National Grid and the PUC, said the Center, “often do not offer people affordable down payments to get utility service turned back on, demanding instead that consumers pay high amounts that are unrealistic for people living on fixed incomes.”
The George Wiley Center requested, and was granted, the entirety of their request, including:
- Remove barriers for people facing extended economic insecurity. In recent years, the Commission has added language to only allow affordable down payments for those whose outstanding balance is lower than in previous years. This essentially penalizes longer-term poverty, and at the same time puts an undue stress on the LIHEAP grant system.
- 10 percent down payment on outstanding balances, to allow for affordable and realistic payments for utility restoration. In previous years, the Commission has approved a tiered system requiring higher down payments depending on the balance due. We encourage affordable 10 percent down payments to make utility restoration possible and to help stretch federal LIHEAP funds for more people.
- Offer these regulations to all Rhode Islanders, both protected and standard customers. In past years, language has been added to narrow which customers are eligible. There are many households who don’t qualify for LIHEAP, who are nonetheless facing tough economic times. We urge that restoration opportunities be offered to all consumers who are currently without service due to unaffordable utility bills.
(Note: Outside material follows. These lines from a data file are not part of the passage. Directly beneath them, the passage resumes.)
//! Typisierte Parameterwerte des TeamTalk-Textprotokolls
//!
//! Jeder Wert wird genau einmal beim Parsen typisiert (Ganzzahl, Text oder
//! Liste) und danach nie wieder aus dem Text abgeleitet.

use indexmap::IndexMap;
use serde::{Deserialize, Serialize};
use std::fmt;

/// Parameter einer Nachricht in Einfuegereihenfolge
pub type Params = IndexMap<String, Value>;

/// Ein einzelner Parameterwert
#[derive(Debug, Clone, PartialEq, Eq, Serialize, Deserialize)]
#[serde(untagged)]
pub enum Value {
    /// Reine Ziffernfolge
    Integer(u64),
    /// Beliebiger Text
    Text(String),
    /// `[a,b,c]` – Elemente einzeln typisiert
    List(Vec<ListItem>),
}

/// Ein Element einer Listen-Wertes
#[derive(Debug, Clone, PartialEq, Eq, Serialize, Deserialize)]
#[serde(untagged)]
pub enum ListItem {
    Integer(u64),
    Text(String),
}

/// Prueft ob ein String ausschliesslich aus ASCII-Ziffern besteht
pub fn ist_ziffernfolge(s: &str) -> bool {
    !s.is_empty() && s.bytes().all(|b| b.is_ascii_digit())
}

impl Value {
    /// Typisiert einen Skalar: Ziffernfolgen werden zu `Integer`, alles andere bleibt Text.
    ///
    /// Ziffernfolgen die nicht in `u64` passen bleiben Text.
    pub fn skalar(roh: &str) -> Self {
        match ListItem::typisieren(roh) {
            ListItem::Integer(n) => Value::Integer(n),
            ListItem::Text(t) => Value::Text(t),
        }
    }

    pub fn as_int(&self) -> Option<u64> {
        match self {
            Value::Integer(n) => Some(*n),
            _ => None,
        }
    }

    pub fn as_str(&self) -> Option<&str> {
        match self {
            Value::Text(s) => Some(s),
            _ => None,
        }
    }

    pub fn as_list(&self) -> Option<&[ListItem]> {
        match self {
            Value::List(l) => Some(l),
            _ => None,
        }
    }
}

impl ListItem {
    pub(crate) fn typisieren(roh: &str) -> Self {
        if ist_ziffernfolge(roh) {
            if let Ok(n) = roh.parse::<u64>() {
                return ListItem::Integer(n);
            }
        }
        ListItem::Text(roh.to_string())
    }

    pub fn as_int(&self) -> Option<u64> {
        match self {
            ListItem::Integer(n) => Some(*n),
            ListItem::Text(_) => None,
        }
    }

    pub fn as_str(&self) -> Option<&str> {
        match self {
            ListItem::Text(s) => Some(s),
            ListItem::Integer(_) => None,
        }
    }
}

impl From<u64> for Value {
    fn from(n: u64) -> Self {
        Value::Integer(n)
    }
}

impl From<u32> for Value {
    fn from(n: u32) -> Self {
        Value::Integer(u64::from(n))
    }
}

impl From<&str> for Value {
    fn from(s: &str) -> Self {
        Value::Text(s.to_string())
    }
}

impl From<String> for Value {
    fn from(s: String) -> Self {
        Value::Text(s)
    }
}

impl From<Vec<ListItem>> for Value {
    fn from(l: Vec<ListItem>) -> Self {
        Value::List(l)
    }
}

impl From<u64> for ListItem {
    fn from(n: u64) -> Self {
        ListItem::Integer(n)
    }
}

impl From<&str> for ListItem {
    fn from(s: &str) -> Self {
        ListItem::Text(s.to_string())
    }
}

impl fmt::Display for ListItem {
    fn fmt(&self, f: &mut fmt::Formatter<'_>) -> fmt::Result {
        match self {
            ListItem::Integer(n) => write!(f, "{n}"),
            ListItem::Text(s) => f.write_str(s),
        }
    }
}

impl fmt::Display for Value {
    fn fmt(&self, f: &mut fmt::Formatter<'_>) -> fmt::Result {
        match self {
            Value::Integer(n) => write!(f, "{n}"),
            Value::Text(s) => f.write_str(s),
            Value::List(l) => {
                f.write_str("[")?;
                for (i, element) in l.iter().enumerate() {
                    if i > 0 {
                        f.write_str(",")?;
                    }
                    write!(f, "{element}")?;
                }
                f.write_str("]")
            }
        }
    }
}

#[cfg(test)]
mod tests {
    use super::*;

    #[test]
    fn ziffernfolge_erkennung() {
        assert!(ist_ziffernfolge("0"));
        assert!(ist_ziffernfolge("10333"));
        assert!(!ist_ziffernfolge(""));
        assert!(!ist_ziffernfolge("-5"));
        assert!(!ist_ziffernfolge("4.0"));
        assert!(!ist_ziffernfolge("42a"));
    }

    #[test]
    fn ueberlauf_bleibt_text() {
        let riesig = "99999999999999999999999";
        assert_eq!(Value::skalar(riesig), Value::Text(riesig.into()));
    }

    #[test]
    fn display_liste() {
        let wert = Value::List(vec![ListItem::Integer(1), ListItem::from("zwei")]);
        assert_eq!(wert.to_string(), "[1,zwei]");
    }

    #[test]
    fn serde_untagged() {
        let json = serde_json::to_string(&Value::List(vec![1u64.into(), "a".into()])).unwrap();
        assert_eq!(json, r#"[1,"a"]"#);
    }
}
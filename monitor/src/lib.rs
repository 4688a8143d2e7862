//! teamtalk-monitor – Bibliotheks-Root
//!
//! Meldet sich an einem TeamTalk-Server an und protokolliert An- und
//! Abmeldungen sowie zugestellte Textnachrichten bis Ctrl-C.

use anyhow::Result;
use teamtalk_client::{ClientKonfig, Params, Session, Value};
use teamtalk_protocol::konstanten::MessageType;

/// Haelt die Monitor-Konfiguration zusammen
pub struct Monitor {
    pub konfig: ClientKonfig,
}

impl Monitor {
    pub fn neu(konfig: ClientKonfig) -> Self {
        Self { konfig }
    }

    /// Verbindet, meldet an und laeuft bis Ctrl-C oder Verbindungsabbruch
    pub async fn starten(self) -> Result<()> {
        let anmeldung = self.konfig.anmeldung.clone();
        let mut session = Session::neu(self.konfig);

        session.connect().await?;
        if let Some(name) = session.server_param("servername") {
            tracing::info!(servername = %name, "Verbunden");
        }
        session.login(&anmeldung)?;

        session.subscribe("accepted", |s, _| {
            tracing::info!(userid = ?s.me().userid(), "Angemeldet");
        });
        session.subscribe("loggedin", |_, params| {
            let userid = params.get("userid").and_then(Value::as_int);
            tracing::info!(
                userid = ?userid,
                nickname = %text(params, "nickname"),
                "Benutzer angemeldet"
            );
        });
        session.subscribe("loggedout", |s, params| {
            // Der Cache hat den Benutzer bereits entfernt
            let userid = params.get("userid").and_then(Value::as_int);
            tracing::info!(userid = ?userid, verbleibend = s.users().len(), "Benutzer abgemeldet");
        });
        session.subscribe("messagedeliver", |s, params| {
            let absender = params
                .get("srcuserid")
                .and_then(Value::as_int)
                .and_then(|id| s.find_user(id))
                .and_then(|u| u.nickname())
                .unwrap_or("?");
            tracing::info!(
                art = nachrichten_art(params),
                absender = %absender,
                inhalt = %text(params, "content"),
                "Textnachricht"
            );
        });

        let handle = session.handle();
        tokio::spawn(async move {
            match tokio::signal::ctrl_c().await {
                Ok(()) => tracing::info!("Shutdown-Signal empfangen, Monitor wird beendet"),
                Err(e) => tracing::warn!(fehler = %e, "Ctrl-C-Handler nicht verfuegbar"),
            }
            handle.disconnect();
        });

        tracing::info!("Monitor laeuft. Warte auf Shutdown-Signal (Ctrl-C)...");
        session.run().await?;
        Ok(())
    }
}

/// Lesbare Bezeichnung des Nachrichtentyps von `messagedeliver`
pub fn nachrichten_art(params: &Params) -> &'static str {
    match params
        .get("type")
        .and_then(Value::as_int)
        .and_then(MessageType::aus_wert)
    {
        Some(MessageType::User) => "privat",
        Some(MessageType::Channel) => "kanal",
        Some(MessageType::Broadcast) => "broadcast",
        Some(MessageType::Custom) => "custom",
        Some(MessageType::None) | None => "unbekannt",
    }
}

fn text(params: &Params, key: &str) -> String {
    params.get(key).map(ToString::to_string).unwrap_or_default()
}

#[cfg(test)]
mod tests {
    use super::*;
    use teamtalk_protocol::parse;

    #[test]
    fn nachrichten_art_aus_type() {
        let art = |zeile: &str| nachrichten_art(&parse(zeile).unwrap().params);
        assert_eq!(art("messagedeliver type=1 content=hallo"), "privat");
        assert_eq!(art("messagedeliver type=2 chanid=1"), "kanal");
        assert_eq!(art("messagedeliver type=3"), "broadcast");
        assert_eq!(art("messagedeliver type=99"), "unbekannt");
        assert_eq!(art("messagedeliver"), "unbekannt");
    }

    #[test]
    fn text_fehlender_schluessel_ist_leer() {
        let params = parse(r#"loggedin nickname="Anna""#).unwrap().params;
        assert_eq!(text(&params, "nickname"), "Anna");
        assert_eq!(text(&params, "username"), "");
    }
}
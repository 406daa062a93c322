//! Headless rendering behind a bounded, explicitly owned session pool.
//!
//! A [`SessionPool`] hands out [`SessionLease`]s under its own semaphore. A
//! lease returns its session on drop unless the session failed twice in a
//! row or the pool was cancelled, in which case the session is shut down.
//! [`PooledRenderer`] drives one capture per lease. A single deadline covers
//! waiting for a session, launching it and the capture itself.

use std::sync::atomic::{AtomicUsize, Ordering};
use std::sync::{Arc, Mutex};
use std::time::Duration;

use preview_logging::{preview_debug, preview_info, preview_warn};
use tokio::sync::{OwnedSemaphorePermit, Semaphore};
use tokio::time::Instant;
use tokio_util::sync::CancellationToken;

use crate::{FailureKind, FetchError};

/// Consecutive failures after which a session is discarded.
pub const MAX_CONSECUTIVE_SESSION_ERRORS: u32 = 2;
const SHUTDOWN_POLL: Duration = Duration::from_millis(20);

#[derive(Debug, Clone, PartialEq, Eq)]
pub struct RenderOutput {
    pub final_url: String,
    /// Final DOM; absent when the page timed out before it could be read.
    pub html: Option<String>,
    pub screenshot: Option<Vec<u8>>,
    /// Set when the capture is incomplete, e.g. `Timeout` with a partial screenshot.
    pub partial: Option<FailureKind>,
}

pub type RenderResult = Result<RenderOutput, FetchError>;

#[async_trait::async_trait]
pub trait Renderer: Send + Sync {
    /// Capture `url`, resolving within `timeout`. Waiting for or launching a
    /// session counts against it.
    async fn render(&self, url: &str, timeout: Duration) -> RenderResult;

    /// Tear down every session; in-flight renders resolve as `Cancelled`.
    async fn shutdown(&self);
}

/// One live browser (or fake) able to capture pages, one at a time.
#[async_trait::async_trait]
pub trait RenderSession: Send {
    async fn navigate(&mut self, url: &str) -> Result<(), FetchError>;

    /// Wait until the network goes quiet, at most `max_wait`.
    async fn settle(&mut self, max_wait: Duration);

    async fn screenshot(&mut self) -> Result<Vec<u8>, FetchError>;

    async fn html(&mut self) -> Result<String, FetchError>;

    async fn current_url(&mut self) -> Option<String>;

    async fn shutdown(self: Box<Self>);
}

#[async_trait::async_trait]
pub trait SessionFactory: Send + Sync {
    async fn launch(&self) -> Result<Box<dyn RenderSession>, FetchError>;
}

struct PooledSession {
    session: Box<dyn RenderSession>,
    consecutive_errors: u32,
}

struct PoolInner {
    factory: Arc<dyn SessionFactory>,
    permits: Arc<Semaphore>,
    idle: Mutex<Vec<PooledSession>>,
    live: AtomicUsize,
    cancel: CancellationToken,
}

impl PoolInner {
    fn take_idle(&self) -> Option<PooledSession> {
        self.idle.lock().ok()?.pop()
    }

    fn drain_idle(&self) -> Vec<PooledSession> {
        match self.idle.lock() {
            Ok(mut idle) => idle.drain(..).collect(),
            Err(poisoned) => poisoned.into_inner().drain(..).collect(),
        }
    }

    async fn retire(&self, pooled: PooledSession) {
        pooled.session.shutdown().await;
        self.live.fetch_sub(1, Ordering::SeqCst);
    }
}

/// Shared, bounded set of renderer sessions. Cloning shares the pool.
#[derive(Clone)]
pub struct SessionPool {
    inner: Arc<PoolInner>,
}

impl SessionPool {
    pub fn new(factory: Arc<dyn SessionFactory>, size: usize, cancel: CancellationToken) -> Self {
        Self {
            inner: Arc::new(PoolInner {
                factory,
                permits: Arc::new(Semaphore::new(size.max(1))),
                idle: Mutex::new(Vec::new()),
                live: AtomicUsize::new(0),
                cancel,
            }),
        }
    }

    /// Sessions launched and not yet shut down.
    pub fn live_sessions(&self) -> usize {
        self.inner.live.load(Ordering::SeqCst)
    }

    pub fn idle_sessions(&self) -> usize {
        self.inner.idle.lock().map(|idle| idle.len()).unwrap_or(0)
    }

    pub fn is_cancelled(&self) -> bool {
        self.inner.cancel.is_cancelled()
    }

    pub async fn acquire(&self) -> Result<SessionLease, FetchError> {
        let inner = &self.inner;
        let permit = tokio::select! {
            _ = inner.cancel.cancelled() => return Err(FetchError::cancelled()),
            permit = inner.permits.clone().acquire_owned() => permit
                .map_err(|_| FetchError::cancelled())?,
        };

        let pooled = match inner.take_idle() {
            Some(pooled) => pooled,
            None => {
                let launched = tokio::select! {
                    _ = inner.cancel.cancelled() => return Err(FetchError::cancelled()),
                    launched = inner.factory.launch() => launched,
                };
                let session = launched.map_err(|err| {
                    preview_warn!("renderer session failed to launch: {}", err);
                    FetchError::new(FailureKind::RenderCrash, err.message)
                })?;
                inner.live.fetch_add(1, Ordering::SeqCst);
                preview_debug!("renderer session launched ({} live)", self.live_sessions());
                PooledSession {
                    session,
                    consecutive_errors: 0,
                }
            }
        };

        Ok(SessionLease {
            pooled: Some(pooled),
            pool: self.inner.clone(),
            _permit: permit,
            runtime: tokio::runtime::Handle::current(),
        })
    }

    /// Cancel the pool and wait until every session, idle or leased, is gone.
    pub async fn shutdown(&self, grace: Duration) {
        self.inner.cancel.cancel();
        for pooled in self.inner.drain_idle() {
            self.inner.retire(pooled).await;
        }

        let deadline = Instant::now() + grace;
        while self.live_sessions() > 0 && Instant::now() < deadline {
            tokio::time::sleep(SHUTDOWN_POLL).await;
        }
        let remaining = self.live_sessions();
        if remaining > 0 {
            preview_warn!("{} renderer sessions still alive after shutdown grace", remaining);
        } else {
            preview_info!("renderer pool shut down");
        }
    }
}

/// Exclusive use of one session plus one pool permit.
pub struct SessionLease {
    pooled: Option<PooledSession>,
    pool: Arc<PoolInner>,
    _permit: OwnedSemaphorePermit,
    runtime: tokio::runtime::Handle,
}

impl SessionLease {
    pub fn session(&mut self) -> &mut dyn RenderSession {
        match self.pooled.as_mut() {
            Some(pooled) => pooled.session.as_mut(),
            // Only `Drop` takes the session out.
            None => unreachable!("session lease used after release"),
        }
    }

    pub fn record_success(&mut self) {
        if let Some(pooled) = self.pooled.as_mut() {
            pooled.consecutive_errors = 0;
        }
    }

    pub fn record_error(&mut self) {
        if let Some(pooled) = self.pooled.as_mut() {
            pooled.consecutive_errors += 1;
        }
    }

    pub fn consecutive_errors(&self) -> u32 {
        self.pooled
            .as_ref()
            .map(|pooled| pooled.consecutive_errors)
            .unwrap_or(0)
    }
}

impl Drop for SessionLease {
    fn drop(&mut self) {
        let Some(pooled) = self.pooled.take() else {
            return;
        };
        let healthy = pooled.consecutive_errors < MAX_CONSECUTIVE_SESSION_ERRORS;
        if healthy && !self.pool.cancel.is_cancelled() {
            if let Ok(mut idle) = self.pool.idle.lock() {
                idle.push(pooled);
                return;
            }
        }
        if !healthy {
            preview_warn!(
                "discarding renderer session after {} consecutive errors",
                pooled.consecutive_errors
            );
        }
        // Drop cannot await; hand the teardown to the runtime.
        let pool = self.pool.clone();
        self.runtime.spawn(async move {
            pool.retire(pooled).await;
        });
    }
}

/// Renderer over a [`SessionPool`]: navigate, settle, screenshot, read DOM.
pub struct PooledRenderer {
    pool: SessionPool,
    settle_delay: Duration,
    partial_capture_grace: Duration,
    shutdown_grace: Duration,
}

impl PooledRenderer {
    pub fn new(pool: SessionPool, settle_delay: Duration, partial_capture_grace: Duration) -> Self {
        Self {
            pool,
            settle_delay,
            partial_capture_grace,
            shutdown_grace: Duration::from_secs(5),
        }
    }

    pub fn pool(&self) -> &SessionPool {
        &self.pool
    }

    /// Navigation and the screenshot must finish by `soft_deadline`; the
    /// time up to `deadline` is left for a partial capture.
    async fn capture(
        &self,
        lease: &mut SessionLease,
        url: &str,
        soft_deadline: Instant,
        deadline: Instant,
    ) -> RenderResult {
        match tokio::time::timeout_at(soft_deadline, lease.session().navigate(url)).await {
            Ok(Ok(())) => {}
            Ok(Err(err)) => {
                lease.record_error();
                return Err(err);
            }
            Err(_) => return self.partial_after_timeout(lease, url, deadline).await,
        }

        let remaining = soft_deadline.saturating_duration_since(Instant::now());
        lease.session().settle(self.settle_delay.min(remaining)).await;

        let screenshot = lease.session().screenshot();
        let screenshot = match tokio::time::timeout_at(soft_deadline, screenshot).await {
            Ok(Ok(bytes)) => bytes,
            Ok(Err(err)) => {
                lease.record_error();
                return Err(err);
            }
            Err(_) => return self.partial_after_timeout(lease, url, deadline).await,
        };

        let current_url = lease.session().current_url();
        let final_url = tokio::time::timeout_at(deadline, current_url)
            .await
            .ok()
            .flatten()
            .unwrap_or_else(|| url.to_string());

        match tokio::time::timeout_at(deadline, lease.session().html()).await {
            Ok(Ok(html)) => {
                lease.record_success();
                Ok(RenderOutput {
                    final_url,
                    html: Some(html),
                    screenshot: Some(screenshot),
                    partial: None,
                })
            }
            Ok(Err(err)) => {
                lease.record_error();
                Ok(RenderOutput {
                    final_url,
                    html: None,
                    screenshot: Some(screenshot),
                    partial: Some(err.kind),
                })
            }
            Err(_) => {
                lease.record_error();
                Ok(RenderOutput {
                    final_url,
                    html: None,
                    screenshot: Some(screenshot),
                    partial: Some(FailureKind::Timeout),
                })
            }
        }
    }

    /// The page did not load in time: keep whatever the viewport shows, if
    /// anything, before `deadline`.
    async fn partial_after_timeout(
        &self,
        lease: &mut SessionLease,
        url: &str,
        deadline: Instant,
    ) -> RenderResult {
        lease.record_error();
        match tokio::time::timeout_at(deadline, lease.session().screenshot()).await {
            Ok(Ok(bytes)) if !bytes.is_empty() => {
                preview_debug!("render of {} timed out; kept partial screenshot", url);
                Ok(RenderOutput {
                    final_url: url.to_string(),
                    html: None,
                    screenshot: Some(bytes),
                    partial: Some(FailureKind::Timeout),
                })
            }
            _ => Err(FetchError::timeout("render")),
        }
    }
}

#[async_trait::async_trait]
impl Renderer for PooledRenderer {
    async fn render(&self, url: &str, timeout: Duration) -> RenderResult {
        let deadline = Instant::now() + timeout;
        let soft_deadline = deadline - self.partial_capture_grace.min(timeout / 2);
        let cancel = self.pool.inner.cancel.clone();

        let mut lease = match tokio::time::timeout_at(deadline, self.pool.acquire()).await {
            Ok(lease) => lease?,
            Err(_) => {
                preview_warn!("no renderer session for {} within {:?}", url, timeout);
                return Err(FetchError::timeout("render"));
            }
        };
        tokio::select! {
            // Dropping the lease after cancellation tears the session down.
            _ = cancel.cancelled() => Err(FetchError::cancelled()),
            result = self.capture(&mut lease, url, soft_deadline, deadline) => result,
        }
    }

    async fn shutdown(&self) {
        self.pool.shutdown(self.shutdown_grace).await;
    }
}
- Immediate implementation of the Emergency Regulations, to last through the end of the year, and preferably longer, all winter long.
This has been a standard practice for many years, where the George Wiley Center petitions the PUC to make it easier for people to restore services, and the PUC accommodates the request. This is my fifth annual story covering this process:
- 2018: Public Utility Commission delivers some relief for customers who have had their utilities shut off
- 2017: PUC approves affordable utility restoration
- 2016: RIPUC applies band-aid to utility shut-off problem
- 2015: RIPUC adopts emergency regulations to help shut-off victims
People facing utility shut-offs should contact the George Wiley Center if they need help in working with National Grid to restore services.